20ste zondag door het jaar B

‘God rakelings nabij’, zoals Huub Oosterhuis dat mooi heeft gedicht.

20ste zondag door het jaar B

De evangelist Markus is op vakantie.
Deze hele vakantiemaand augustus worden we vergast op
een typisch diepgravend stuk uit het Johannes evangelie.

Een wonderverhaal, dat van de broodvermenigvuldiging,
gevolgd door een, je zou kunnen zeggen, mystieke overweging.
Het is de vrucht, ongetwijfeld, van een langdurig biddend ‘herkauwen’
van de betekenis en de persoon van Jezus.
De kern ervan is een beeldende verwoording van Gods verbijsterende nabijheid.
‘God rakelings nabij’, zoals Huub Oosterhuis dat mooi heeft gedicht.

We hoorden de prikkelende uitspraken voorbijkomen, daarnet:
‘Het brood dat ik zal geven is mijn vlees’.
‘Wie mijn vlees eet en mijn bloed drinkt, heeft eeuwig leven’.
‘Hij/zij blijft in Mij en Ik in hem/haar’.

Johannes legt Jezus heel uitdagende woorden in de mond.
Het is een taal die tegen de borst stoot.
Toen, en ook nu….
Geen wonder dan ook dat we in het vervolg van deze passage
zien we hoe veel volgelingen van Jezus dat niet pikken
en een andere weg gaan.
Je voelt de spanning en verbijstering.
Mensen in onze tijd zouden misschien het woord ‘bizar’ gebruiken.
Maar hoe maak je daar chocola van?
Het helpt om deze uitspraken van Jezus
in gelovig perspectief te plaatsen in de context van het hele verhaal.

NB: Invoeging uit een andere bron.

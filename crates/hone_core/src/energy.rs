//! Energy bookkeeping for a spatial snapshot.
//!
//! The potential is the quadratic `½ Σ_{i<j} w_ij max(‖x_i - x_j‖, 1e-6)²`, while
//! [`ForceEngine`](crate::force::ForceEngine) applies a distance-independent pull.
//! The two are not gradient-consistent, so total energy is a diagnostic and is not
//! expected to be conserved or to decrease monotonically.

use nalgebra::DMatrix;
use serde::Serialize;

use crate::adjacency::AdjacencyMatrix;
use crate::force::MIN_DISTANCE;
use crate::state::OscillatorState;

#[derive(Debug, Clone, Copy, PartialEq, Serialize)]
pub struct EnergySample {
    pub kinetic: f64,
    pub potential: f64,
    pub total: f64,
}

impl EnergySample {
    pub fn measure(adjacency: &AdjacencyMatrix, state: &OscillatorState) -> Self {
        let kinetic = kinetic_energy(&state.velocities);
        let potential = potential_energy(adjacency, &state.positions);
        Self {
            kinetic,
            potential,
            total: kinetic + potential,
        }
    }

    pub fn is_finite(&self) -> bool {
        self.kinetic.is_finite() && self.potential.is_finite() && self.total.is_finite()
    }
}

/// `½ Σ_i ‖v_i‖²`
pub fn kinetic_energy(velocities: &DMatrix<f64>) -> f64 {
    let mut sum = 0.0;
    for i in 0..velocities.nrows() {
        sum += velocities.row(i).norm_squared();
    }
    0.5 * sum
}

pub fn potential_energy(adjacency: &AdjacencyMatrix, positions: &DMatrix<f64>) -> f64 {
    let mut sum = 0.0;
    for i in 0..positions.nrows() {
        for (j, w) in adjacency.neighbors(i) {
            if j >= i {
                break;
            }
            let distance = (positions.row(i) - positions.row(j)).norm().max(MIN_DISTANCE);
            sum += w * distance * distance;
        }
    }
    0.5 * sum
}

#[cfg(test)]
mod tests {
    use super::{kinetic_energy, potential_energy, EnergySample};
    use crate::adjacency::AdjacencyMatrix;
    use crate::state::OscillatorState;
    use nalgebra::DMatrix;

    #[test]
    fn potential_is_half_weighted_squared_distance() {
        let adjacency =
            AdjacencyMatrix::from_weighted_edges(2, &[(0, 1, 2.0)]).expect("valid graph");
        let positions = DMatrix::from_row_slice(2, 2, &[0.0, 0.0, 3.0, 4.0]);

        assert!((potential_energy(&adjacency, &positions) - 25.0).abs() < 1e-12);
    }

    #[test]
    fn potential_counts_each_pair_once() {
        let adjacency = AdjacencyMatrix::from_edges(3, &[(0, 1), (1, 2), (0, 2)])
            .expect("valid graph");
        let positions = DMatrix::from_row_slice(3, 1, &[0.0, 1.0, 3.0]);

        // ½ (1² + 2² + 3²)
        assert!((potential_energy(&adjacency, &positions) - 7.0).abs() < 1e-12);
    }

    #[test]
    fn coincident_pair_uses_distance_floor() {
        let adjacency =
            AdjacencyMatrix::from_weighted_edges(2, &[(0, 1, 4.0)]).expect("valid graph");
        let positions = DMatrix::from_row_slice(2, 2, &[0.5, 0.5, 0.5, 0.5]);

        let potential = potential_energy(&adjacency, &positions);
        assert!((potential - 0.5 * 4.0 * 1e-12).abs() < 1e-24);
    }

    #[test]
    fn total_is_kinetic_plus_potential() {
        let adjacency =
            AdjacencyMatrix::from_weighted_edges(2, &[(0, 1, 1.5)]).expect("valid graph");
        let mut state =
            OscillatorState::at_rest(DMatrix::from_row_slice(2, 2, &[0.1, 0.2, 0.7, 0.3]));
        state.velocities = DMatrix::from_row_slice(2, 2, &[1.0, -2.0, 0.5, 0.0]);

        let sample = EnergySample::measure(&adjacency, &state);

        assert!((sample.kinetic - 0.5 * (1.0 + 4.0 + 0.25)).abs() < 1e-12);
        assert_eq!(sample.kinetic, kinetic_energy(&state.velocities));
        assert_eq!(sample.total, sample.kinetic + sample.potential);
        assert!(sample.is_finite());
    }
}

Wij hebben het voorrecht dat te kunnen doen.
Het Paasmysterie, het lijden, de dood en verrijzenis van Jezus,
zijn de dragende grond van wat Jezus hier zegt.
En de kern daarvan is
zelf wegschenkende liefde – bron van een leven voorbij het biologische.
Goddelijk leven, eeuwig leven, liefde sterk als de dood.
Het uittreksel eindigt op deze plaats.